Am I missing something or is there a typo?

Steve Py
10/30/2009 10:29 AM by
Steve Py

Ok, I found something that might help explain the behaviour:

blogs.sun.com/.../javacapstipreadingmsmq

The issue is reading the message within the transaction. For example if you write your method to transfer 1000 messages from one transactional queue to the other, and utilize a Peek within the transaction and a Receive after the commit, your performance shoots up to respectable speeds...
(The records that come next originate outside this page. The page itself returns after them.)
//! Domain events and their distribution.

pub mod bus;
pub mod envelope;
pub mod event;
pub mod in_memory_bus;

pub use bus::{EventBus, Subscription};
pub use envelope::EventEnvelope;
pub use event::Event;
pub use in_memory_bus::{InMemoryBusError, InMemoryEventBus};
    private static void TransferTx()

    {

        var sp = Stopwatch.StartNew();

        int msgs = 0;

        using ( var msmqFrom = new MessageQueue( @".\Private$\test" ) )

        {

            using ( var msmqTo = new MessageQueue( @".\Private$\test2" ) )

            {

                using ( var msmqTx = new MessageQueueTransaction() )

                {

                    for ( int i = 0; i < 1000; i++ )

                    {


                        msmqTx.Begin();

                        try

                        {

                            var message = msmqFrom.Peek( TimeSpan.Zero );

                            msmqTo.Send( new System.Messaging.Message( "Test" + i ), msmqTx );

                            msgs = msgs + 1;

                            if ( msgs % 100 == 0 )
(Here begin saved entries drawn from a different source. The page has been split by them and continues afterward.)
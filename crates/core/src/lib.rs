//! `granary-core`: identifiers, errors and aggregate traits shared by every crate.
//!
//! This crate contains **pure domain** primitives (no infrastructure concerns).

pub mod aggregate;
pub mod entity;
pub mod error;
pub mod id;
pub mod value_object;

pub use aggregate::{Aggregate, AggregateRoot, ExpectedVersion};
pub use entity::Entity;
pub use error::{DomainError, DomainResult, Missing};
pub use id::{AggregateId, AllocationId, CustomerId, OwnerId};
pub use value_object::ValueObject;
                                Console.WriteLine( msgs );

                            msmqTx.Commit();

                            msmqFrom.Receive();

                        }

                        catch

                        {

                            msmqTx.Abort();

                        }

                    }


                }

                msmqTo.Purge();

            }

        }

        Console.WriteLine( "Transfer Queues = {0:#,#}", sp.ElapsedMilliseconds/1000f );

    }

You can see the trouble with the receive from 1 queue and write to another. If you "Receive" with a transaction type of "none", effectively performing it outside of the transaction the performance shoots up.
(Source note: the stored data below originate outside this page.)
//! Read-only walks over the slot grid.
//!
//! Occupancy is always recomputed from slot state; there is no stored
//! counter to drift from the tree.

use rust_decimal::{Decimal, RoundingStrategy};
use serde::{Deserialize, Serialize};

use granary_core::CustomerId;

use crate::layout::{Layout, SlotRef};
use crate::slot::{Allocation, SlotSummary};

#[derive(Debug, Clone, Copy, PartialEq, Eq, Serialize, Deserialize)]
pub struct OccupancyStats {
    pub total: u32,
    pub occupied: u32,
    pub available: u32,
    /// Percentage of occupied slots, rounded to two decimals.
    pub occupancy_rate: Decimal,
}

/// Where a slot sits in the layout.
#[derive(Debug, Clone, PartialEq, Eq, Serialize, Deserialize)]
pub struct SlotLocation {
    pub building: String,
    pub block: String,
    pub slot_label: String,
    pub row: u32,
    pub col: u32,
}

impl From<SlotRef<'_>> for SlotLocation {
    fn from(r: SlotRef<'_>) -> Self {
        Self {
            building: r.building.label().to_string(),
            block: r.block.label().to_string(),
            slot_label: r.slot.label().to_string(),
            row: r.slot.row(),
            col: r.slot.col(),
        }
    }
}

/// One allocation entry of a customer, with the slot it lives in.
#[derive(Debug, Clone, PartialEq, Eq, Serialize, Deserialize)]
pub struct CustomerHolding {
    pub location: SlotLocation,
    pub allocation: Allocation,
    pub slot: SlotSummary,
}

/// Full view of one slot, including every allocation entry.
#[derive(Debug, Clone, PartialEq, Eq, Serialize, Deserialize)]
pub struct SlotDetails {
    pub location: SlotLocation,
    pub summary: SlotSummary,
    pub allocations: Vec<Allocation>,
}

impl From<SlotRef<'_>> for SlotDetails {
    fn from(r: SlotRef<'_>) -> Self {
        Self {
            summary: r.slot.summary(),
            allocations: r.slot.allocations().to_vec(),
            location: SlotLocation::from(r),
        }
    }
}

pub fn occupancy_stats(layout: &Layout) -> OccupancyStats {
    let (total, occupied) = layout.slots().fold((0u32, 0u32), |(total, occupied), r| {
        (total + 1, occupied + u32::from(r.slot.is_occupied()))
    });

    let occupancy_rate = if total == 0 {
        Decimal::ZERO
    } else {
        (Decimal::from(occupied) * Decimal::ONE_HUNDRED / Decimal::from(total))
            .round_dp_with_strategy(2, RoundingStrategy::MidpointAwayFromZero)
    };

    OccupancyStats {
        total,
        occupied,
        available: total - occupied,
        occupancy_rate,
    }
}

/// First unoccupied slot in layout order.
pub fn find_available_slot(layout: &Layout) -> Option<SlotLocation> {
    layout
        .slots()
        .find(|r| !r.slot.is_occupied())
        .map(SlotLocation::from)
}

pub fn available_slots(layout: &Layout) -> Vec<SlotLocation> {
    layout
        .slots()
        .filter(|r| !r.slot.is_occupied())
        .map(SlotLocation::from)
        .collect()
}

/// Every allocation entry the customer holds, in layout order.
pub fn customer_holdings(layout: &Layout, customer_id: CustomerId) -> Vec<CustomerHolding> {
    layout
        .slots()
        .flat_map(|r| {
            r.slot
                .allocations()
                .iter()
                .filter(move |a| a.customer_id == customer_id)
                .map(move |a| CustomerHolding {
                    location: SlotLocation::from(r),
                    allocation: a.clone(),
                    slot: r.slot.summary(),
                })
        })
        .collect()
}

#[cfg(test)]
mod tests {
    use super::*;
    use crate::configuration::LayoutConfiguration;
    use crate::layout::generate_layout;
    use crate::slot::SlotAddress;
    use chrono::Utc;
    use granary_core::AllocationId;

    fn layout(buildings: u32, blocks: u32, rows: u32, cols: u32) -> Layout {
        generate_layout(&LayoutConfiguration::new(buildings, blocks, rows, cols), 100)
            .unwrap()
            .layout
    }

    fn fill(layout: &mut Layout, address: &SlotAddress, customer_id: CustomerId, bags: u32) {
        layout.slot_mut(address).unwrap().deposit(Allocation {
            allocation_id: AllocationId::new(),
            customer_id,
            customer_name: "Meena".to_string(),
            bags,
            grain_type: "paddy".to_string(),
            weight_kg: Decimal::from(bags) * Decimal::from(60),
            entered_at: Utc::now(),
            notes: String::new(),
        });
    }

    #[test]
    fn empty_warehouse_has_zero_rate() {
        let stats = occupancy_stats(&layout(1, 2, 2, 2));
        assert_eq!(
            stats,
            OccupancyStats {
                total: 8,
                occupied: 0,
                available: 8,
                occupancy_rate: Decimal::ZERO,
            }
        );
    }

    #[test]
    fn rate_is_rounded_to_two_decimals() {
        let mut l = layout(1, 1, 1, 3);
        fill(&mut l, &SlotAddress::new("Building 1", "A", "A2"), CustomerId::new(), 5);

        let stats = occupancy_stats(&l);
        assert_eq!(stats.occupied, 1);
        assert_eq!(stats.available, 2);
        assert_eq!(stats.occupancy_rate, Decimal::new(3333, 2));
    }

    #[test]
    fn stats_are_stable_without_mutation() {
        let mut l = layout(2, 3, 2, 2);
        fill(&mut l, &SlotAddress::new("Building 2", "E", "E3"), CustomerId::new(), 9);
        assert_eq!(occupancy_stats(&l), occupancy_stats(&l));
    }

    #[test]
    fn first_available_slot_skips_occupied_ones() {
        let mut l = layout(1, 1, 1, 2);
        assert_eq!(find_available_slot(&l).unwrap().slot_label, "A1");

        fill(&mut l, &SlotAddress::new("Building 1", "A", "A1"), CustomerId::new(), 1);
        let next = find_available_slot(&l).unwrap();
        assert_eq!(next.slot_label, "A2");
        assert_eq!((next.row, next.col), (1, 2));

        fill(&mut l, &SlotAddress::new("Building 1", "A", "A2"), CustomerId::new(), 1);
        assert_eq!(find_available_slot(&l), None);
        assert!(available_slots(&l).is_empty());
    }

    #[test]
    fn holdings_list_each_entry_of_the_customer() {
        let mut l = layout(1, 2, 1, 2);
        let customer = CustomerId::new();
        let other = CustomerId::new();
        fill(&mut l, &SlotAddress::new("Building 1", "A", "A1"), customer, 10);
        fill(&mut l, &SlotAddress::new("Building 1", "A", "A1"), other, 20);
        fill(&mut l, &SlotAddress::new("Building 1", "B", "B2"), customer, 30);
        fill(&mut l, &SlotAddress::new("Building 1", "B", "B2"), customer, 5);

        let holdings = customer_holdings(&l, customer);
        let rows: Vec<(&str, u32, u32)> = holdings
            .iter()
            .map(|h| (h.location.slot_label.as_str(), h.allocation.bags, h.slot.filled_bags))
            .collect();
        assert_eq!(rows, vec![("A1", 10, 30), ("B2", 30, 35), ("B2", 5, 35)]);
    }
}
Based on that article your choices are a Peek which negates the transactional effect while preserving the behaviour. The message is received outside once the transaction is committed. The downside is of course this is only suitable for 1 listener on the receive queue. Of course if your listener is effectively working as a dispatcher moving messages between queues, this should be able to be modelled into a single listener role. The only other real alternative to minimize the impact of reading in a transaction is processing groups of messages within a single transaction.

MichaelGG
10/30/2009 10:34 AM by
MichaelGG

After using MSMQ a few times and then discovering SQL Server Service Broker, I cannot fathom ever having to use MSMQ again. SSSB is much easier to setup and monitor. And since it is accessible just as extensions to T-SQL, it's accessible. And if your queue processing code ends up working against the local database, you won't need a distributed transaction.

Steve Py
10/30/2009 10:39 AM by
Steve Py

@Michal

No, this post is probably a bit confusing without referring back to his previous gripe about MSMQ transaction performance. Writing within a transaction is plenty fast. His last MSMQ example where he hasn't read or written was still bloody slow for some reason. I believe MSMQ is just behaving a bit shirty because no operation has been taken on a Queue when the transaction has been committed. His ultimate goal is determining why reading and writing within the same transaction is so slow.

P.s. The above example I posted had a 2nd method that populated the first private queue with 1000 messages as per Ayende's first example. I'm at home now for the weekend so I have the time and resources to play around with queues again. :)

Frank
10/30/2009 06:06 PM by
Frank

Hmm, did some further testing, resulting in the following observations:

  • Sending one message per distributed transaction is fast.

  • Receiving one message per distributed transaction is fast.

  • Receiving one message and sending it to another queue per distributed transaction is very slow (over 10 times slower than the other scenarios).

  • All scenarios are actually using MSDTC as can be seen from the number of distributed transaction that succeeded increase.

That receiving and sending is a creepy one. :(

h
11/06/2009 01:01 AM by
h

I can recommend trying out RabbitMQ as well and having a look at erlang ;).

Comments have been closed on this topic.